Entries shown START
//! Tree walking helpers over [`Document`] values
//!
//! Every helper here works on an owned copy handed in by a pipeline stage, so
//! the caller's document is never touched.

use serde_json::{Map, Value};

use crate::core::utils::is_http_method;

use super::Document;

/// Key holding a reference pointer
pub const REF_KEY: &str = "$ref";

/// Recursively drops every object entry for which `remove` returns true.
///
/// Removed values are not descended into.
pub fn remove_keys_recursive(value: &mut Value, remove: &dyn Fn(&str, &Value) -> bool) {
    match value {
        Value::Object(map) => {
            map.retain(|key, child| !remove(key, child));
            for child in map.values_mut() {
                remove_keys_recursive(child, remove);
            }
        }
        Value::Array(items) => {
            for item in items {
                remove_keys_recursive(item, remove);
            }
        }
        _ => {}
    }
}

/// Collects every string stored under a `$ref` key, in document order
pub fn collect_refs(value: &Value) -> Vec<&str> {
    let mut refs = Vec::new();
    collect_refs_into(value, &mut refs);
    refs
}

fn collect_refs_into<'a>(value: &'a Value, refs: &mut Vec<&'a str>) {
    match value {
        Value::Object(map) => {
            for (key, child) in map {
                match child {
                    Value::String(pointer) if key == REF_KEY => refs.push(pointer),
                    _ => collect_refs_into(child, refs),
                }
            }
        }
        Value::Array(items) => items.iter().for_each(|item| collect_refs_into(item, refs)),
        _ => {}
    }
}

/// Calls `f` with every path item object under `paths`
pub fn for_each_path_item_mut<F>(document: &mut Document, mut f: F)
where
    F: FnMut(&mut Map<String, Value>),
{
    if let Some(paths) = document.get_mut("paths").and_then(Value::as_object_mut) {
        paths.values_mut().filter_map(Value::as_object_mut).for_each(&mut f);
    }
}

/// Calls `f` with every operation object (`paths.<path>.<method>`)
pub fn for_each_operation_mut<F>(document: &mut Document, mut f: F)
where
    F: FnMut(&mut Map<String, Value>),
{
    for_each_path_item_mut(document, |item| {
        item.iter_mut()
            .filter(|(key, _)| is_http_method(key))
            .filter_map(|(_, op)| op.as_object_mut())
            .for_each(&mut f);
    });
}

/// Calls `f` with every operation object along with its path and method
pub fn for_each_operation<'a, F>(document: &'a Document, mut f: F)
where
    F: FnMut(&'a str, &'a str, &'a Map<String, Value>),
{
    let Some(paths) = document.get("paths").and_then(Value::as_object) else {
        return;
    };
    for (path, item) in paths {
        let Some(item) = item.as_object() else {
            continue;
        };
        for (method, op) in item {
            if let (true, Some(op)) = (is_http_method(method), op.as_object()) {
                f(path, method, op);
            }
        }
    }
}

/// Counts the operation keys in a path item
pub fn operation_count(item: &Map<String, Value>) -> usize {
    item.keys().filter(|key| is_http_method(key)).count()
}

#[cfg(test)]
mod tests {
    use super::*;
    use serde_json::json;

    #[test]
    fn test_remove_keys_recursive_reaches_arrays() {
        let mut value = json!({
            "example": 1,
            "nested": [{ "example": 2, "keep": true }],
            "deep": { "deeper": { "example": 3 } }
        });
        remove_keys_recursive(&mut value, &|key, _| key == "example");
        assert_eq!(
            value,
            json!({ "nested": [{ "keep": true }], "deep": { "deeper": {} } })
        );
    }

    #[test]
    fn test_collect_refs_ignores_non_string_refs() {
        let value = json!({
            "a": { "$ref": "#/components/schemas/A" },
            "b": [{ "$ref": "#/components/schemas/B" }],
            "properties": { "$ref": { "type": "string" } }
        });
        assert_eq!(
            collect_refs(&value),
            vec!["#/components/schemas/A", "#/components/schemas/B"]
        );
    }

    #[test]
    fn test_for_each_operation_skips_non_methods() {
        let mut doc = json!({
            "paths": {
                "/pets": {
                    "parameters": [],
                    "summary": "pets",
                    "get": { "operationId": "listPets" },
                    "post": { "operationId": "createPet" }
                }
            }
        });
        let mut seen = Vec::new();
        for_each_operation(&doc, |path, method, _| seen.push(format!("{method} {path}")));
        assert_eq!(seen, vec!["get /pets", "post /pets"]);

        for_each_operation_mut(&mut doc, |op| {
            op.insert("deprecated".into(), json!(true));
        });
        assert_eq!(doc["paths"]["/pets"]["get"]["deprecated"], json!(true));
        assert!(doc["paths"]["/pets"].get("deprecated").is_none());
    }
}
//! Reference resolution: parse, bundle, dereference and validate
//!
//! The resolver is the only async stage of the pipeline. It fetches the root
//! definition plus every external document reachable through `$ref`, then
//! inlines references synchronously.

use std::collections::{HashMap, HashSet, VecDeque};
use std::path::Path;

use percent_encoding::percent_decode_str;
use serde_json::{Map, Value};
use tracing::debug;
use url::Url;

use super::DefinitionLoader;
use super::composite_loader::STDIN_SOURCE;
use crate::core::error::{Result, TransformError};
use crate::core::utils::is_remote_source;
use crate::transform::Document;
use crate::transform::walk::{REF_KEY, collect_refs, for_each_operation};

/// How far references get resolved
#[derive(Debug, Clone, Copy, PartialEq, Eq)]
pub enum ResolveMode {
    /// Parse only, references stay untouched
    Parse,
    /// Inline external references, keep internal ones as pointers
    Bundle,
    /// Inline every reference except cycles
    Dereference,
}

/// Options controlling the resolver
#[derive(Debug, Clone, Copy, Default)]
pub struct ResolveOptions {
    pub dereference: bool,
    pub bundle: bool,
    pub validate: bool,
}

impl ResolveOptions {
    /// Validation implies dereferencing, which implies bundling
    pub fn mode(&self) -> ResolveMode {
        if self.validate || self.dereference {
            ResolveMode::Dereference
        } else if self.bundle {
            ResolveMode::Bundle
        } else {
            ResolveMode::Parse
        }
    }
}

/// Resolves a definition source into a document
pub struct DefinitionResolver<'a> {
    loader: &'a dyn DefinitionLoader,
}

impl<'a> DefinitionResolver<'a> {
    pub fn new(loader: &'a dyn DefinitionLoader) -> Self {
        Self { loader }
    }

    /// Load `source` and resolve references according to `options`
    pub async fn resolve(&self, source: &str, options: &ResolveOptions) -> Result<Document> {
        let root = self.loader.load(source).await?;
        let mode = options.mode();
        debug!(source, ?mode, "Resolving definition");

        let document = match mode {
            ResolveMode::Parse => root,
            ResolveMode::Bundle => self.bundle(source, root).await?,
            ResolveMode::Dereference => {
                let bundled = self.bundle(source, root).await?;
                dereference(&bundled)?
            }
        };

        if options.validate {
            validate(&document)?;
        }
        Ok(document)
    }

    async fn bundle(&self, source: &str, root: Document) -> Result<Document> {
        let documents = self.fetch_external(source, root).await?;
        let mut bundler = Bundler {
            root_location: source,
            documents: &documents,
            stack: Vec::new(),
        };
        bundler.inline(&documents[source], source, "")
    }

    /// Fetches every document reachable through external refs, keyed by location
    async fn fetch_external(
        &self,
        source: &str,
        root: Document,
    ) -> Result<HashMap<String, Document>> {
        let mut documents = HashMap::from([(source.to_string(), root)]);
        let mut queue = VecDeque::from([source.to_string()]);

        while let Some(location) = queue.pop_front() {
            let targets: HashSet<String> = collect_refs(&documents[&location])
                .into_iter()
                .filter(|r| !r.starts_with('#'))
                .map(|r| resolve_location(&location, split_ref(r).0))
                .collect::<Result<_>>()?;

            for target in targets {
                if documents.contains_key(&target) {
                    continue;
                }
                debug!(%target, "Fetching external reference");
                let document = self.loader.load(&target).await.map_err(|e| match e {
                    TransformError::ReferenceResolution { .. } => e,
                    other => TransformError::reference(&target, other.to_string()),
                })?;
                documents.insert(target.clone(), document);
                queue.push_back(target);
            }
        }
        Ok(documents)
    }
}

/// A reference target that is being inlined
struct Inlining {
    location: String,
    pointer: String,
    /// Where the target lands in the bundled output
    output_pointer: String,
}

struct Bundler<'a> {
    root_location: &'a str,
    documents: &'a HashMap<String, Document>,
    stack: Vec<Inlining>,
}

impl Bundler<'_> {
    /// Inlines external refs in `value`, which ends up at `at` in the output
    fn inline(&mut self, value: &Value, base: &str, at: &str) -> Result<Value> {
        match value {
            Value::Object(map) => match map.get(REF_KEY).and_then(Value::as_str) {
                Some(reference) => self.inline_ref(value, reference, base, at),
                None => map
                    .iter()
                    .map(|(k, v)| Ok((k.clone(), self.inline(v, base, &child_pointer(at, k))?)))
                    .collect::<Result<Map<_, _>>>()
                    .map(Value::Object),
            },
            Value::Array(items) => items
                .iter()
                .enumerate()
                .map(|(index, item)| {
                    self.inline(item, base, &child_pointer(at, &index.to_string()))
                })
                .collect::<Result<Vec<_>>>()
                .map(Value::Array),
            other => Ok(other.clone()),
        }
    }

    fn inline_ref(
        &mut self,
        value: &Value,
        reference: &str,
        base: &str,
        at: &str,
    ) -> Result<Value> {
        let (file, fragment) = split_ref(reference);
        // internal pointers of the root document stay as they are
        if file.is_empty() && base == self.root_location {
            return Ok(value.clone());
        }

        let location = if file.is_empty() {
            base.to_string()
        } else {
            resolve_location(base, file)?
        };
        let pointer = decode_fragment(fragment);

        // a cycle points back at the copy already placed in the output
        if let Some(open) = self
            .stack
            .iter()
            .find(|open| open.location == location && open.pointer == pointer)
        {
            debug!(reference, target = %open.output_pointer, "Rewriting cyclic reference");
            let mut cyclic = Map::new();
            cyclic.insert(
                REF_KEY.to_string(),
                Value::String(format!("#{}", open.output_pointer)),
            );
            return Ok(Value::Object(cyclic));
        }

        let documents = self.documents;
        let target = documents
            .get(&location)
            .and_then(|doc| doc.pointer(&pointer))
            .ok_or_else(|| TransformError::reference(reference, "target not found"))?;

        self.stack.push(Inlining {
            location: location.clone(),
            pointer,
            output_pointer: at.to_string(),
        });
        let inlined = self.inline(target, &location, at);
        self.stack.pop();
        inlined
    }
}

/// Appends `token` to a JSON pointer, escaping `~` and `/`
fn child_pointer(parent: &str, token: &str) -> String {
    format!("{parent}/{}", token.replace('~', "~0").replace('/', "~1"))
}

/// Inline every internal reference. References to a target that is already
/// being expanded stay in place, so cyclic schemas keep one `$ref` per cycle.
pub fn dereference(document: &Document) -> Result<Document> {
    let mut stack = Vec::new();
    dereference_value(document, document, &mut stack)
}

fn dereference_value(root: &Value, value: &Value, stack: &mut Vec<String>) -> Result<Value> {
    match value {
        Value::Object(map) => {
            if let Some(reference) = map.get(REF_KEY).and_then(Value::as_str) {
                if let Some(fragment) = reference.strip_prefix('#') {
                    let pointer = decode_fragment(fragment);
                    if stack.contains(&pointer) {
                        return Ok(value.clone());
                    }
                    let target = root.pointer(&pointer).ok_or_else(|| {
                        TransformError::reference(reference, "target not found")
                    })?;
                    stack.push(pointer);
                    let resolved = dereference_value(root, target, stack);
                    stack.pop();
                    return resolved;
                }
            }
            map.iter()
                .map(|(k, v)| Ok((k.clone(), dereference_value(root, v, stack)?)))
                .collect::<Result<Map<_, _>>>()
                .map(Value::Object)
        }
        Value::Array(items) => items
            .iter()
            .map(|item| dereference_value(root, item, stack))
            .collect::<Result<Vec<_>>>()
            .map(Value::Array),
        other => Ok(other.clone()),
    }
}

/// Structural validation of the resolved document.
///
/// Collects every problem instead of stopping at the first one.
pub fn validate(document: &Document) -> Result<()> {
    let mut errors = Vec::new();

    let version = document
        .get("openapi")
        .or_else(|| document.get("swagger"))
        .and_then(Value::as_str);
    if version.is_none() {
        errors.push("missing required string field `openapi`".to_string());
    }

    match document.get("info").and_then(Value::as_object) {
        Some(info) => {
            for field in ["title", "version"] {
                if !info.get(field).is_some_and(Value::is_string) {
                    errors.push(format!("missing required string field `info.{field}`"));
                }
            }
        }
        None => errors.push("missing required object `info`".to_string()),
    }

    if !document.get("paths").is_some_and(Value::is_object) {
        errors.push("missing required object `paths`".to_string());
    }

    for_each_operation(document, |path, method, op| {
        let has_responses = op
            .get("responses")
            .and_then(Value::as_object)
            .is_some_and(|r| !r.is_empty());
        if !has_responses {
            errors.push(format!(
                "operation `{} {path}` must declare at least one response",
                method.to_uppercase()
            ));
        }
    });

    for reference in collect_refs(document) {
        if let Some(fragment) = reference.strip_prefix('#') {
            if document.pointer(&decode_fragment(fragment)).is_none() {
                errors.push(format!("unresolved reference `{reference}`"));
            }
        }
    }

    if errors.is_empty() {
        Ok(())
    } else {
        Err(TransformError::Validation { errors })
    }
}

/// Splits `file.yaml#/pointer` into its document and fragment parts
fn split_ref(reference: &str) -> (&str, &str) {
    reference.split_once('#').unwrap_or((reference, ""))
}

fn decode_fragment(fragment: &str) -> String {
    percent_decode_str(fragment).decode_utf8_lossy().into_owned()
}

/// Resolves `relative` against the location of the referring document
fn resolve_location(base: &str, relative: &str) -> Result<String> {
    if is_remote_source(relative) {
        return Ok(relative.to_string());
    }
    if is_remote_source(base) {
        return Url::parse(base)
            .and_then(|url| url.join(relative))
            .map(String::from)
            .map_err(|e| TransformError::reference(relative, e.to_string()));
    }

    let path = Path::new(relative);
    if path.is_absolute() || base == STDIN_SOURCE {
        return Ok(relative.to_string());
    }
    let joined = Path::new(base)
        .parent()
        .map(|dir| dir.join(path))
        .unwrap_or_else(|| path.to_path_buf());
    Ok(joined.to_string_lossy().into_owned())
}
Entries shown END
Entries shown START
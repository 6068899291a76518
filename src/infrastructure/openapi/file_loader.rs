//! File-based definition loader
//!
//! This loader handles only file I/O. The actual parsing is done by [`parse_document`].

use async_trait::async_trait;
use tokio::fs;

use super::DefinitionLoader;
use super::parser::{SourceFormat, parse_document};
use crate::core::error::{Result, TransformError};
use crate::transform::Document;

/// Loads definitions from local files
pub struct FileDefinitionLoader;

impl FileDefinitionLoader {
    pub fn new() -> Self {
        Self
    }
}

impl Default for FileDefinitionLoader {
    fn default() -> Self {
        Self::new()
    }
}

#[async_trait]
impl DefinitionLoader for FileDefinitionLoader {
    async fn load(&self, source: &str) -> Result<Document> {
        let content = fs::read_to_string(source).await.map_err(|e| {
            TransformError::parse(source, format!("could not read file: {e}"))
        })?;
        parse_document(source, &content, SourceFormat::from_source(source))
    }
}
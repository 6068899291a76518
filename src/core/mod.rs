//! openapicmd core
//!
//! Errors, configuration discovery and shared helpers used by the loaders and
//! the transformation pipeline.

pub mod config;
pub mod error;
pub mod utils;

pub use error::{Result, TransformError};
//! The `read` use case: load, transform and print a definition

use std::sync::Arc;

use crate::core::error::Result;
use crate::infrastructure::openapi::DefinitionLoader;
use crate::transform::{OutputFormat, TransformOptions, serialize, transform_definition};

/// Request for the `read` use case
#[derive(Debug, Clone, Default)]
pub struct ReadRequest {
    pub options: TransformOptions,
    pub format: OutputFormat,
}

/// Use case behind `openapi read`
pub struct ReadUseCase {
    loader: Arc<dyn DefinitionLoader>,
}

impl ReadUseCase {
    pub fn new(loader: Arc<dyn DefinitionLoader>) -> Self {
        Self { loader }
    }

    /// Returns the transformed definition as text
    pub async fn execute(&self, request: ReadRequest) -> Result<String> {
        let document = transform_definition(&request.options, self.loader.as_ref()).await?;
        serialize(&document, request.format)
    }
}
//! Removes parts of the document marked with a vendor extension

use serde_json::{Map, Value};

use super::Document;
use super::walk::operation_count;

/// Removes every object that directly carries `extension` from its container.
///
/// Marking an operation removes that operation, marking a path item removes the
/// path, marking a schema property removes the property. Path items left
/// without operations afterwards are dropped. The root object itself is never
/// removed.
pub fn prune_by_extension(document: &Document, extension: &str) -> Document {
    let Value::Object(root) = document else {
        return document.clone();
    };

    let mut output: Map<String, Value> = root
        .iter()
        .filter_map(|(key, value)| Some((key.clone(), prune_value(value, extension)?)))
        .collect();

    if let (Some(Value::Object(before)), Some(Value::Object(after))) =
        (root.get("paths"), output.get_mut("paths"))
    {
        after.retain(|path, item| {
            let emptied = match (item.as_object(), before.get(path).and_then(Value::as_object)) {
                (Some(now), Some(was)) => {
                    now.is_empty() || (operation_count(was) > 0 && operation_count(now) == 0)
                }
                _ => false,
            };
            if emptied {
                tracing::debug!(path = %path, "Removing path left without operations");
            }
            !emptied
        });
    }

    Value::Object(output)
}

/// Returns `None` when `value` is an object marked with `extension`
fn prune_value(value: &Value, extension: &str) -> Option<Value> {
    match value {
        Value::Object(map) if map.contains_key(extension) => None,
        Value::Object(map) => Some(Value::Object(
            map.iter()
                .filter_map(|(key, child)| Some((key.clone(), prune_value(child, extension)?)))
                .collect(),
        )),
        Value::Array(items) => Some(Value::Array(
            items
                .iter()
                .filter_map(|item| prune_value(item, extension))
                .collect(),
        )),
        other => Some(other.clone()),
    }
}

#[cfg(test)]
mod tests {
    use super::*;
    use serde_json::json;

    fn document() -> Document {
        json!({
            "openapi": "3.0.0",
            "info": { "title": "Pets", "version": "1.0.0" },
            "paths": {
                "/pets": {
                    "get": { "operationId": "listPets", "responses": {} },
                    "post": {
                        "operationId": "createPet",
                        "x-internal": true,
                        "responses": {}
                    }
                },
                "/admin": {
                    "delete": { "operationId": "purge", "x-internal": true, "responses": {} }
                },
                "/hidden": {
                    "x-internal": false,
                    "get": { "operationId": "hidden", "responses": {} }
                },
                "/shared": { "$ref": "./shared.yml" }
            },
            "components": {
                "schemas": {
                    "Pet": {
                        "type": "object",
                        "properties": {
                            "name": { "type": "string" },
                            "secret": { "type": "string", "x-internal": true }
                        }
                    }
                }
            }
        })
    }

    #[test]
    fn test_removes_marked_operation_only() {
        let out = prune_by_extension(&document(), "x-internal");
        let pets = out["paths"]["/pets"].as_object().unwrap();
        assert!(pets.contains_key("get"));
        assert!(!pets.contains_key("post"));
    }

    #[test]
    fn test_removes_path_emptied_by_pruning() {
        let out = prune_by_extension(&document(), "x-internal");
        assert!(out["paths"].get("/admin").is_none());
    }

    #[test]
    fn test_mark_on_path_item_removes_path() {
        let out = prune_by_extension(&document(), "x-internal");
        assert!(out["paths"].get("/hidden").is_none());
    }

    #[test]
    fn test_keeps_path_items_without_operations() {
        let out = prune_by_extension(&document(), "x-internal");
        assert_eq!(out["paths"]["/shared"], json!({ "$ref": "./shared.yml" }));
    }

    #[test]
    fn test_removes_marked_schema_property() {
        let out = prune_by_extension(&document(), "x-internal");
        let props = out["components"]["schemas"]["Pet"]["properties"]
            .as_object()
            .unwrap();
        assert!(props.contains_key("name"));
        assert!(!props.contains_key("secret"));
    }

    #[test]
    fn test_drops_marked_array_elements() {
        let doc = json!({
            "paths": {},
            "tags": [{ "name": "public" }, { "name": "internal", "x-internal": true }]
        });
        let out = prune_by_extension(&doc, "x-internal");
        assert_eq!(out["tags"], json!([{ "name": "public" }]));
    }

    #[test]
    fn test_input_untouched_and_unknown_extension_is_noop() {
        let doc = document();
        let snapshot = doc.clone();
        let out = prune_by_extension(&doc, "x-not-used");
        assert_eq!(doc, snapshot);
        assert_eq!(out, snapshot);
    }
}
Entries shown END
▶ _Activity_
Your task is to copy every line of the entries that contains the string "stage".

▶ _Answer space_
//! Every helper here works on an owned copy handed in by a pipeline stage, so
//! The resolver is the only async stage of the pipeline. It fetches the root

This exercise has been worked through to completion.